Velvet Negroni : l’enfant du R’n’B qui a grandi trop vite

par Elie Chanteclair

Ce n’est un secret pour personne : le hip-hop est devenu omniprésent, voire omnipotent dans le paysage musical mondial. Et sur de nombreux points désormais, la France n’a plus grand chose à envier aux États-Unis. Au-delà de leur place dans les charts, les rappeurs et les profils n’ont jamais été aussi diversifiés, accouchant régulièrement de très bons disques, dans la sphère underground comme mainstream. Alors, Cocorico ? Oui, mais attention tout de même. Car s’il y a bien un domaine où l’Hexagone a du retard sur l’Oncle Sam, c’est au niveau de la « scène urbaine » alternative. Le terme est certes fourre-tout, mais pour une bonne raison : ce pan de la pop music actuelle est encore mal représenté, ou du moins très peu visible chez nous. À quelques exceptions près (qui, pour la plupart, s’inspirent largement des Américains), il est difficile de trouver du R’n’B sortant un peu des sentiers battus sans explorer les abysses du Youtube francophone (et en ressortir quasi bredouille). On est donc très loin des Lizzo, ABRA, Clairo ou Lucky Daye qui peuvent se targuer – chacun à leur échelle – de jolis succès. On pourrait aisément expliquer cet écart par la différence de taille entre les deux pays. Mais il faut aussi considérer le fait que la musique populaire française n’a pas les mêmes standards qu’Outre-Atlantique, avec une tradition de la chanson encore très solidement ancrée. Et mis à part les mastodontes radiophoniques, le rap américain dans son ensemble ne fonctionne plus vraiment en France, top 50 à l’appui

Difficile donc de s’importer lorsqu’on est Velvet Negroni. L’alias de Jeremy Nutzman, chanteur et musicien de Minneapolis, a tout du phénomène underground made in USA. Une créature R’n’B ayant hérité d’un ADN à mi-chemin entre The Weeknd et Bon Iver : protégé de Justin Vernon, Nutzman a d’ailleurs posé quelques chœurs et vocalises sur le récent album de ce dernier. Paroles cryptiques, productions pop avant-gardistes et insaisissables… Après plusieurs disques réalisés en totale indépendance sous de multiples noms (Pony Bwoy, Bright Club, Spyder Baybie Raw Dog…), il sort en 2017 T.C.O.D., carte de visite hallucinée pour son nouveau pseudonyme, Velvet Negroni. Cette sortie s’accompagne d’une heureuse entremise : le titre « Waves » fut effectivement samplé par Kanye West pour KIDS SEE GHOSTS, projet commun avec Kid Cudi.

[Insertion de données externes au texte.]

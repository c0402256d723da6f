//! Converting files between formats and extracting archives into issues.
//!
//! # Overview
//!
//! - [`converter_for`] / [`available_target_formats`] - the converter
//!   registry the settings validate against
//! - [`mass_convert`] - converts a volume's files to the preferred format
//! - [`archive_contains_issues`] - whether an archive packs issue files
//!   (as opposed to being one issue itself)
//! - [`extract_files_from_folder`] - pulls the relevant files out of a
//!   downloaded folder into the volume folder
//! - [`extract_issue_ranges`] - unpacks archives that cover issue ranges

mod converters;

pub use converters::{CONVERTERS, FileConverter, converter_for, extract_archive, list_archive};

use std::collections::BTreeSet;
use std::path::{Path, PathBuf};

use tracing::{debug, info, instrument, warn};

use crate::fingerprint::{
    CONTAINER_EXTENSIONS, ExtractOptions, extract_filename_data, file_extension, is_image_file,
    is_scannable_file,
};
use crate::library::fsops::{delete_file_folder, list_files, rename_file};
use crate::library::{FilesStore, LibraryError, VolumeStore, scan_files};
use crate::matching::folder_extraction_filter;
use crate::settings::Settings;

/// Work folder name for in-place archive extraction.
const ARCHIVE_EXTRACT_FOLDER: &str = ".archive_extract";

/// All formats some converter can produce.
#[must_use]
pub fn available_target_formats() -> BTreeSet<&'static str> {
    CONVERTERS.iter().map(|c| c.target_format).collect()
}

/// Whether an archive contains full issues, or is a single issue itself.
///
/// # Errors
///
/// Returns an IO error when the archive cannot be read.
pub fn archive_contains_issues(archive_file: &Path) -> std::io::Result<bool> {
    let names = list_archive(archive_file)?;
    Ok(names.iter().any(|name| {
        file_extension(name).is_some_and(|e| CONTAINER_EXTENSIONS.contains(&e.as_str()))
    }))
}

/// Moves the files relevant to the volume out of `source_folder` into the
/// volume folder; everything else is deleted together with the folder.
/// Returns the new paths.
///
/// # Errors
///
/// Returns [`LibraryError`] when store access or the folder walk fails.
#[instrument(skip(volumes), fields(folder = %source_folder.display()))]
pub async fn extract_files_from_folder(
    volumes: &VolumeStore,
    volume_id: i64,
    source_folder: &Path,
) -> Result<Vec<PathBuf>, LibraryError> {
    let volume = volumes.get_data(volume_id).await?;
    let issues = volumes.get_issues(volume_id).await?;
    let end_year = volumes.get_ending_year(volume_id).await?.or(volume.year);

    let contents = list_files(source_folder, &|name| is_scannable_file(name))?;

    let mut relevant = Vec::new();
    for path in contents {
        let path_str = path.to_string_lossy().to_string();
        if path_str.to_lowercase().contains("variant cover") {
            continue;
        }
        let fingerprint = extract_filename_data(
            &path_str,
            ExtractOptions {
                assume_volume_number: false,
                ..ExtractOptions::default()
            },
        );
        if folder_extraction_filter(&fingerprint, &volume, &issues, end_year) {
            relevant.push(path);
        } else {
            debug!(file = %path.display(), "not relevant for volume");
        }
    }

    let volume_folder = PathBuf::from(&volume.folder);
    let mut moved = Vec::with_capacity(relevant.len());
    for path in relevant {
        let basename = path
            .file_name()
            .map(|n| n.to_string_lossy().to_string())
            .unwrap_or_default();
        let dest = if is_image_file(&basename) {
            // Pages keep their issue folder.
            let parent = path
                .parent()
                .and_then(Path::file_name)
                .map(|n| n.to_string_lossy().to_string())
                .unwrap_or_default();
            volume_folder.join(parent).join(basename)
        } else {
            volume_folder.join(basename)
        };

        rename_file(&path, &dest)?;
        moved.push(dest);
    }

    delete_file_folder(source_folder);
    Ok(moved)
}

/// Unpacks archives that cover a range of issues into their individual
/// files, when the archive actually contains issue files. Returns the new
/// paths.
///
/// # Errors
///
/// Returns [`LibraryError`] when store access or extraction fails.
#[instrument(skip(volumes, files))]
pub async fn extract_issue_ranges(
    volumes: &VolumeStore,
    files: &FilesStore,
    volume_id: i64,
    filepath_filter: Option<&[String]>,
) -> Result<Vec<PathBuf>, LibraryError> {
    let volume = volumes.get_data(volume_id).await?;
    let mut result = Vec::new();

    for file in files.files_for_volume(volume_id).await? {
        if let Some(filter) = filepath_filter {
            if !filter.contains(&file.filepath) {
                continue;
            }
        }
        // Only archives covering more than one issue are candidates.
        if files.issues_for_file(file.id).await?.len() < 2 {
            continue;
        }
        let path = PathBuf::from(&file.filepath);
        let extension = file_extension(&file.filepath).unwrap_or_default();
        if !matches!(extension.as_str(), "zip" | "cbz" | "rar" | "cbr") {
            continue;
        }
        if !archive_contains_issues(&path).unwrap_or(false) {
            // The archive IS one issue; keep it as is.
            continue;
        }

        info!(file = %file.filepath, "extracting issue-range archive");
        let work_folder = PathBuf::from(&volume.folder).join(ARCHIVE_EXTRACT_FOLDER);
        let extract_path = path.clone();
        let extract_dest = work_folder.clone();
        tokio::task::spawn_blocking(move || extract_archive(&extract_path, &extract_dest))
            .await
            .map_err(|e| std::io::Error::other(e.to_string()))??;

        let extracted = extract_files_from_folder(volumes, volume_id, &work_folder).await?;
        if extracted.is_empty() {
            continue;
        }

        delete_file_folder(&path);
        files.clear_links_for_paths(&[file.filepath.clone()]).await?;
        files.gc().await?;
        result.extend(extracted);
    }

    if !result.is_empty() {
        let new_paths: Vec<String> = result
            .iter()
            .map(|p| p.to_string_lossy().to_string())
            .collect();
        scan_files(volumes, files, volume_id, Some(&new_paths)).await?;
    }
    Ok(result)
}

/// Converts the files of a volume (optionally restricted to one issue or a
/// path filter) to the first matching format preference. Returns the new
/// paths of the converted files.
///
/// # Errors
///
/// Returns [`LibraryError`] when store access fails; individual conversion
/// failures are logged and skipped.
#[instrument(skip(volumes, files, settings, filepath_filter))]
pub async fn mass_convert(
    volumes: &VolumeStore,
    files: &FilesStore,
    settings: &Settings,
    volume_id: i64,
    issue_id: Option<i64>,
    filepath_filter: Option<&[String]>,
) -> Result<Vec<PathBuf>, LibraryError> {
    let candidates = match issue_id {
        Some(issue_id) => files.files_for_issue(issue_id).await?,
        None => files.files_for_volume(volume_id).await?,
    };

    let mut converted = Vec::new();
    for file in candidates {
        if let Some(filter) = filepath_filter {
            if !filter.contains(&file.filepath) {
                continue;
            }
        }

        let Some(source_format) = file_extension(&file.filepath) else {
            continue;
        };
        let Some(converter) = settings.format_preference.iter().find_map(|target| {
            if *target == source_format {
                // Already in a preferred format.
                return None;
            }
            converter_for(&source_format, target)
        }) else {
            continue;
        };
        if settings
            .format_preference
            .iter()
            .position(|f| *f == source_format)
            .is_some_and(|current| {
                settings
                    .format_preference
                    .iter()
                    .position(|f| *f == converter.target_format)
                    .is_some_and(|target| target > current)
            })
        {
            // The file already sits higher in the preference list.
            continue;
        }

        let path = PathBuf::from(&file.filepath);
        let convert_result =
            tokio::task::spawn_blocking(move || converter.convert(&path)).await;
        match convert_result {
            Ok(Ok(new_path)) => {
                files
                    .update_filepath(&file.filepath, &new_path.to_string_lossy())
                    .await?;
                converted.push(new_path);
            }
            Ok(Err(e)) => warn!(file = %file.filepath, error = %e, "conversion failed"),
            Err(e) => warn!(file = %file.filepath, error = %e, "conversion task failed"),
        }
    }

    Ok(converted)
}

#[cfg(test)]
#[allow(clippy::unwrap_used)]
mod tests {
    use super::*;
    use crate::db::Database;
    use crate::library::{NewIssue, NewVolume};
    use std::io::Write;

    fn write_zip(path: &Path, entries: &[(&str, &[u8])]) {
        let file = std::fs::File::create(path).unwrap();
        let mut zip = zip::ZipWriter::new(file);
        let options = zip::write::SimpleFileOptions::default();
        for (name, data) in entries {
            zip.start_file(name.to_string(), options).unwrap();
            zip.write_all(data).unwrap();
        }
        zip.finish().unwrap();
    }

    async fn setup() -> (VolumeStore, FilesStore, tempfile::TempDir, i64) {
        let db = Database::new_in_memory().await.unwrap();
        let tmp = tempfile::tempdir().unwrap();
        sqlx::query("INSERT INTO root_folders (folder) VALUES (?)")
            .bind(tmp.path().to_string_lossy().to_string())
            .execute(db.pool())
            .await
            .unwrap();

        let volumes = VolumeStore::new(db.clone());
        let files = FilesStore::new(db);

        let folder = tmp.path().join("Spawn/Volume 01 (1992)");
        std::fs::create_dir_all(&folder).unwrap();
        let volume_id = volumes
            .add(&NewVolume {
                comicvine_id: 1,
                title: "Spawn".to_string(),
                alt_title: None,
                year: Some(1992),
                publisher: None,
                volume_number: 1,
                description: None,
                folder: folder.to_string_lossy().to_string(),
                root_folder: 1,
                special_version: None,
            })
            .await
            .unwrap();
        for n in 1..=10 {
            volumes
                .upsert_issue(
                    volume_id,
                    &NewIssue {
                        comicvine_id: n,
                        issue_number: n.to_string(),
                        calculated_issue_number: n as f64,
                        title: None,
                        date: Some("1992-06-01".to_string()),
                        description: None,
                        monitored: true,
                    },
                )
                .await
                .unwrap();
        }
        (volumes, files, tmp, volume_id)
    }

    #[test]
    fn test_available_target_formats() {
        let targets = available_target_formats();
        assert!(targets.contains("cbz"));
        assert!(targets.contains("zip"));
        assert!(!targets.contains("pdf"));
    }

    #[test]
    fn test_archive_contains_issues() {
        let tmp = tempfile::tempdir().unwrap();

        let pages = tmp.path().join("one-issue.zip");
        write_zip(&pages, &[("p1.jpg", b"x"), ("p2.jpg", b"x")]);
        assert!(!archive_contains_issues(&pages).unwrap());

        let issues = tmp.path().join("many-issues.zip");
        write_zip(&issues, &[("Spawn 1.cbz", b"x"), ("Spawn 2.cbz", b"x")]);
        assert!(archive_contains_issues(&issues).unwrap());
    }

    #[tokio::test]
    async fn test_extract_files_from_folder_filters_and_moves() {
        let (volumes, _files, tmp, volume_id) = setup().await;
        let volume = volumes.get_data(volume_id).await.unwrap();

        let payload = tmp.path().join("payload");
        std::fs::create_dir_all(&payload).unwrap();
        std::fs::write(payload.join("Spawn (1992) Issue 3.cbz"), b"x").unwrap();
        std::fs::write(payload.join("Other Series 9.cbz"), b"x").unwrap();

        let moved = extract_files_from_folder(&volumes, volume_id, &payload)
            .await
            .unwrap();

        assert_eq!(moved.len(), 1);
        assert!(moved[0].starts_with(&volume.folder));
        assert!(!payload.exists());
    }

    #[tokio::test]
    async fn test_mass_convert_follows_preference() {
        let (volumes, files, _tmp, volume_id) = setup().await;
        let volume = volumes.get_data(volume_id).await.unwrap();
        let issue = volumes.issue_by_calc_number(volume_id, 1.0).await.unwrap();

        let source = Path::new(&volume.folder).join("Spawn (1992) Issue 1.zip");
        write_zip(&source, &[("p1.jpg", b"x")]);
        let file_id = files
            .add_file(&source.to_string_lossy(), 1)
            .await
            .unwrap();
        files.link_issue(file_id, issue.id).await.unwrap();

        let mut settings = Settings::default();
        settings.format_preference = vec!["cbz".to_string()];

        let converted = mass_convert(&volumes, &files, &settings, volume_id, None, None)
            .await
            .unwrap();
        assert_eq!(converted.len(), 1);
        assert!(converted[0].to_string_lossy().ends_with(".cbz"));
        assert!(!source.exists());
        assert!(files
            .get_by_path(&converted[0].to_string_lossy())
            .await
            .unwrap()
            .is_some());
    }
}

Deux ans plus tard, il revient avec l’excellent et tout neuf NEON BROWN, qu’il vient présenter à Paris à la fin du mois de juin dernier. Et si le garçon commence à avoir le vent en poupe sur ses terres natales – après des années de galère qui semblent l’avoir profondément abîmé -, il est bel et bien inconnu chez nous. Et pour cause, la salle du 1999 où il se produit pour sa release party est quasiment vide. Mais peu importe : Velvet Negroni monte sur scène pour entamer une véritable séance d’exorcisme. Ses yeux, comme des billes, roulent ou se perdent dans le vide. Sa voix, trempée dans d’étranges effets de pitch, reverb ou delay, maltraite les productions éthérées de son nouveau disque. Son câble de micro s’enroule et s’emmêle au fur et à mesure qu’il enchaîne les passages dans le public. On comprend alors immédiatement les références et confidences dont il nous avait fait part quelques heures plus tôt : les souvenirs émus du concert de Andrew W.K. – où les gens montaient sur scène pour embrasser le chanteur de hard rock avec hystérie – ou les chansons des Backstreet Boys, qu’il récitait devant le miroir de sa salle de bain étant gamin. Avec sa folie naïve, Nutzman semble être un enfant qui a grandi trop vite : il prend une gorgée de bière qu’il recrache directement sur le parquet de la scène, à la manière d’un bain de bouche.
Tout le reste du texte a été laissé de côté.